**EXERCISE DETAILS**
Each line of the listing that contains "SessionResponse" should be found and copied.

**SUPPLIED DATA**
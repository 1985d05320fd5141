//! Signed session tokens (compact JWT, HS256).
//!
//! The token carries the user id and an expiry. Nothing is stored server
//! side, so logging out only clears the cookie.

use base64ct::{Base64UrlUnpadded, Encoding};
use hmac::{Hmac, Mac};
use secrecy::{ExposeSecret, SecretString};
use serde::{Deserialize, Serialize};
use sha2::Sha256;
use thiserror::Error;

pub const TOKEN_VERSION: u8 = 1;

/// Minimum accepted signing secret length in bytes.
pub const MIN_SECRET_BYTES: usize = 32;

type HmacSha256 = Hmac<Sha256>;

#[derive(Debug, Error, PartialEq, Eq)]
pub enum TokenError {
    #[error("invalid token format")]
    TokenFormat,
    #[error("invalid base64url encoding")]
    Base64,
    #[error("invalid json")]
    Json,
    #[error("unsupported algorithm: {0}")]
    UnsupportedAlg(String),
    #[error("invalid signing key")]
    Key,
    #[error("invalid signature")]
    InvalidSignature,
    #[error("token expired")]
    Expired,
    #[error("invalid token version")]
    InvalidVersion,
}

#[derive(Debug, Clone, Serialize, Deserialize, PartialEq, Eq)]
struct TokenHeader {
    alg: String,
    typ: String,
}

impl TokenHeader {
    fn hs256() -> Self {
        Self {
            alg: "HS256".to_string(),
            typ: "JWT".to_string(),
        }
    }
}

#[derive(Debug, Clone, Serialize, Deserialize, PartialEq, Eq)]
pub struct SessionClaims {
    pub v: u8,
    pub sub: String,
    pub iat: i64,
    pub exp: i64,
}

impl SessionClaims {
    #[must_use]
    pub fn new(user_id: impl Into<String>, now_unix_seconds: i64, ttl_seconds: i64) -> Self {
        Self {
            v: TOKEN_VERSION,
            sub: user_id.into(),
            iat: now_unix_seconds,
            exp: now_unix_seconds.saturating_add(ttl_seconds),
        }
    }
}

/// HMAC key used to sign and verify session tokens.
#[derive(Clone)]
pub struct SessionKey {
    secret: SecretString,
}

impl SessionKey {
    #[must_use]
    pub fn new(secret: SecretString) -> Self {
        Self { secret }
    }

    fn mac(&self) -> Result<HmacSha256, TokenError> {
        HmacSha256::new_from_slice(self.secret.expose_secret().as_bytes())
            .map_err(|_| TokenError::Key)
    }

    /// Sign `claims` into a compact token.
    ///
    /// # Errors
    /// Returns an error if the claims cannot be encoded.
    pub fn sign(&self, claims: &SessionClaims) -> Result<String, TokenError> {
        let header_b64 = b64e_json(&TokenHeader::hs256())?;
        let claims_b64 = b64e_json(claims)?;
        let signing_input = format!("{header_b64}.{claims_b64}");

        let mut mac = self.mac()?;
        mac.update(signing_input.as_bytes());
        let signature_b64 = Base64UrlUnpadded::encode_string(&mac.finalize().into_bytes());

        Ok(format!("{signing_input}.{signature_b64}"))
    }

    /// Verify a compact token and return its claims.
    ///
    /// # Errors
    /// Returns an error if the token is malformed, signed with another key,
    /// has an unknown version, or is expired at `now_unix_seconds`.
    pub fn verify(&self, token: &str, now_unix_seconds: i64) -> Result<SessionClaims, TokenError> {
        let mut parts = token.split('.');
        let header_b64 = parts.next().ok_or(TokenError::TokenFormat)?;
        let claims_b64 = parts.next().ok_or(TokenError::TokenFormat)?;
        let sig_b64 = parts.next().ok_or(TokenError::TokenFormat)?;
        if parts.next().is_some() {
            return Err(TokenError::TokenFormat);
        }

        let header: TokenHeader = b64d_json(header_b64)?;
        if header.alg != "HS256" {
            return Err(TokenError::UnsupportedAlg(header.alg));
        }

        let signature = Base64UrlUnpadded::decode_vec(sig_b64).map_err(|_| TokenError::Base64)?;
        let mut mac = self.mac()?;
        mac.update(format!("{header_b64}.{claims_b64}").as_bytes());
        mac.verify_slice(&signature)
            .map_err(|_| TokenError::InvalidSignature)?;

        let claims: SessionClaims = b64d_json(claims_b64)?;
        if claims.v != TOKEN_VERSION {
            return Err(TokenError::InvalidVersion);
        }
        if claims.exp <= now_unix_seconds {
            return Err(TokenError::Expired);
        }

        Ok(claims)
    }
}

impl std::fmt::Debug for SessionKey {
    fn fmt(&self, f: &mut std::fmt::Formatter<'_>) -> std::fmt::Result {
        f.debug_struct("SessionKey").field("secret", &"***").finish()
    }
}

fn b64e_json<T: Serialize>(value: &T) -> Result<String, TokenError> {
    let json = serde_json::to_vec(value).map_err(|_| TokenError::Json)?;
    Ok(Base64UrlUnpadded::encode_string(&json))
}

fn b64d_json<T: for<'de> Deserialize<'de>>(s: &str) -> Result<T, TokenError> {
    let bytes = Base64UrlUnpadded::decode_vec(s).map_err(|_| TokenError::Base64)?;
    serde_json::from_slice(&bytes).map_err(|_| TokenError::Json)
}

* * *

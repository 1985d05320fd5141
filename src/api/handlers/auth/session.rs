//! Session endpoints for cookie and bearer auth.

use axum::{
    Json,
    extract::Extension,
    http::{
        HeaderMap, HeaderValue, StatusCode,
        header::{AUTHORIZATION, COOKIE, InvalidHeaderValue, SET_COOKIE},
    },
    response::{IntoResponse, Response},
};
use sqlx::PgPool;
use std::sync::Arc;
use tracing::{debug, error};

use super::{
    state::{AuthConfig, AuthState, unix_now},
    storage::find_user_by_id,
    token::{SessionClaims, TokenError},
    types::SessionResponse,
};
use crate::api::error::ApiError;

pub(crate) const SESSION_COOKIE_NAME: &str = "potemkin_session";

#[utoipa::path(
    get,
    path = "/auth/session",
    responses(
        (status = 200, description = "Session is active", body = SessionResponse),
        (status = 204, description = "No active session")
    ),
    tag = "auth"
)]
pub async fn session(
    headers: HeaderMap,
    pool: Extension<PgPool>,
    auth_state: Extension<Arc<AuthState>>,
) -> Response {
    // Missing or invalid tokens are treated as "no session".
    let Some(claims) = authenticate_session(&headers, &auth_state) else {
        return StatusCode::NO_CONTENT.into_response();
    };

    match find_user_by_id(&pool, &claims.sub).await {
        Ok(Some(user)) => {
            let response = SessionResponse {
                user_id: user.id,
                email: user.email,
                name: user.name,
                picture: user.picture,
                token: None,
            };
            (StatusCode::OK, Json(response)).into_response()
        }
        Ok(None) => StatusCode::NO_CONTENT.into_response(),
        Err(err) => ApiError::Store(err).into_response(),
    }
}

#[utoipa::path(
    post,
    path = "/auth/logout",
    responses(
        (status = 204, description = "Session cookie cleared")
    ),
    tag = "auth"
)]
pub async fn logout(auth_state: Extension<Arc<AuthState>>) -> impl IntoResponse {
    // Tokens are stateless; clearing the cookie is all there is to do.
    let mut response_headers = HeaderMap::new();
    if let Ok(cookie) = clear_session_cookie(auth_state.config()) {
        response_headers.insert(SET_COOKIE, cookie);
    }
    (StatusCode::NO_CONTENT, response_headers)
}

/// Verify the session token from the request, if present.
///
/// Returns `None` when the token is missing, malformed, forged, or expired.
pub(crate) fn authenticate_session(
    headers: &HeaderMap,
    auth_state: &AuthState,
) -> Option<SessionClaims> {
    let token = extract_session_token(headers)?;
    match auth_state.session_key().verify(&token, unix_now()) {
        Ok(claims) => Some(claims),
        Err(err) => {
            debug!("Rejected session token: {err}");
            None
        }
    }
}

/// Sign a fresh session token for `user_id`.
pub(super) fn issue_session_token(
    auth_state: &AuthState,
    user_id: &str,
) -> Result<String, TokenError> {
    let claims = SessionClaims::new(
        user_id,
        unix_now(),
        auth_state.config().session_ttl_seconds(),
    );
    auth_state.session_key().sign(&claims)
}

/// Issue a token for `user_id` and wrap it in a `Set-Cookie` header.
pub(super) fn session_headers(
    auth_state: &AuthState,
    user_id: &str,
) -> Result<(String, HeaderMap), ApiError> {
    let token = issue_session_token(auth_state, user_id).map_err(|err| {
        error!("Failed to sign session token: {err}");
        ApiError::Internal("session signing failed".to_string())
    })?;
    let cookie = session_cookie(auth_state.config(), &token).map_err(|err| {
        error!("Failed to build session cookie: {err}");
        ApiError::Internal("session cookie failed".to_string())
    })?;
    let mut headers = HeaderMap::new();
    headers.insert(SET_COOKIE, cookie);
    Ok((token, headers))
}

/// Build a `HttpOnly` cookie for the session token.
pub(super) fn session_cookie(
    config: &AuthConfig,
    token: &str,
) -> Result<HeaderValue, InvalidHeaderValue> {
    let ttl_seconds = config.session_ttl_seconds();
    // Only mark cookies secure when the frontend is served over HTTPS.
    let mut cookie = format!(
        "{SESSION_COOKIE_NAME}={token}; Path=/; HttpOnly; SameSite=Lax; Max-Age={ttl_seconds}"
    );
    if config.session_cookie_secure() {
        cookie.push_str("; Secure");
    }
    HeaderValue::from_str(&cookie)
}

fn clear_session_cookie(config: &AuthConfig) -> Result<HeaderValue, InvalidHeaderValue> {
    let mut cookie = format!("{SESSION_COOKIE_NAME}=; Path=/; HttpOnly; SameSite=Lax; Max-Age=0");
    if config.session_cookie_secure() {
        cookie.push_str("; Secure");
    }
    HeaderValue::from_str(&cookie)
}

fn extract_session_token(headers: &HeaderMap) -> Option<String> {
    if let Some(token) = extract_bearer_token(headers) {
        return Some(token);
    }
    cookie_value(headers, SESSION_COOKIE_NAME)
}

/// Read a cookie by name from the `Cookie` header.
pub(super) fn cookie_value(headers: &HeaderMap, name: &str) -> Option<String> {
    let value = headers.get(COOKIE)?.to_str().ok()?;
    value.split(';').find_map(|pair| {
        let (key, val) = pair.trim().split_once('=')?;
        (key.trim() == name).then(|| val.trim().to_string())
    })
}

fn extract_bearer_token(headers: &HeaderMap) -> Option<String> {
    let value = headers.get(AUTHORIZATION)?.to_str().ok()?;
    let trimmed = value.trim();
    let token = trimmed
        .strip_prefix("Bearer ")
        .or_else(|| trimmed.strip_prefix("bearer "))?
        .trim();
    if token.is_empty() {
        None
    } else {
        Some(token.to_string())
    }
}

**EXERCISE SOLUTION**
    types::SessionResponse,
        (status = 200, description = "Session is active", body = SessionResponse),
            let response = SessionResponse {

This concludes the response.